Saturday, August 05, 2006

Body Dysmorphic Disorder (or when the mirror lies)

People with "body dysmorphic disorder" are 45 times more likely to commit suicide than people in the general population, a new US study shows.

The findings underscore the importance of recognising and treating this "often secretive" psychiatric disorder, Dr Katherine Phillips, the study's co-author, said.

Individuals with body dysmorphic disorder, or BDD, have a distorted body image and think obsessively about their appearance, often for hours a day, explained Phillips, who is at Butler Hospital and Brown Medical School in Providence, Rhode Island.

The disorder frequently leads to self-loathing and social isolation, she added. It is not uncommon for people with BDD to tell no one about their condition, even a spouse or very close friends.

"I've worked with these patients for about 15 years now," Phillips added. "In my clinical experience they're often thinking about suicide. They're an unusually distressed group of people."

Philips and her colleague William Menard conducted the first investigation in which a group of patients with BDD were followed over a period of time, and report the findings in the American Journal of Psychiatry.

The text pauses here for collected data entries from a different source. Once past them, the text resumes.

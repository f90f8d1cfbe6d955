//! Device widget: platform, vendor, language and connectivity.

use ratatui::text::Line;

use super::parts::{stat_line, UNKNOWN};
use super::{Widget, WidgetContext};

/// Widget showing what the host is.
pub struct DeviceWidget;

impl DeviceWidget {
    /// Create a new `DeviceWidget`.
    pub fn new() -> Self {
        Self
    }
}

impl Default for DeviceWidget {
    fn default() -> Self {
        Self::new()
    }
}

/// Registry factory.
pub fn create() -> Box<dyn Widget> {
    Box::new(DeviceWidget::new())
}

impl Widget for DeviceWidget {
    fn render(&self, width: u16, context: &WidgetContext) -> Vec<Line<'static>> {
        let s = context.signals;
        let or_unknown = |v: &Option<String>| v.clone().unwrap_or_else(|| UNKNOWN.to_string());
        let online = if s.online.unwrap_or(false) { "Yes" } else { "No" };
        vec![
            stat_line(width, "Platform", or_unknown(&s.platform)),
            stat_line(width, "Vendor", or_unknown(&s.vendor)),
            stat_line(width, "Language", or_unknown(&s.language)),
            stat_line(width, "Online", online),
        ]
    }

    fn id(&self) -> &'static str {
        "device"
    }
}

During each year of the study, 58 per cent of the 185 study participants reported thinking about suicide, and 2.6 per cent tried to kill themselves. Two people completed suicide attempts, making the suicide rate among the patients roughly 45 times greater than for people in the general population.

Studies have suggested that up to 2.4 per cent of people have BDD, Phillips said. While most of us have concerns about appearance, she added, a person with BDD obsesses about these concerns and is virtually crippled by them.

"It's easy to trivialise BDD, it's easy to confuse it with vanity," she added.

Most people with BDD can be helped by treatment with antidepressant drugs known as selective serotonin reuptake inhibitors, which include Prozac and Zoloft, or a type of counselling known as cognitive behavioural therapy, Phillips said.

"The good news is that there are two forms of treatment that seem to be helpful for most people with this disorder," she added. "This just underscores the importance of recognising this illness and recognising that it's a severe illness that can potentially respond very well to mental health treatment."

(Dr Katherine Phillips is the author of The Broken Mirror: Understanding and Treating Body Dysmorphic Disorder, and for more information on BDD you can purchase her book from Amazon.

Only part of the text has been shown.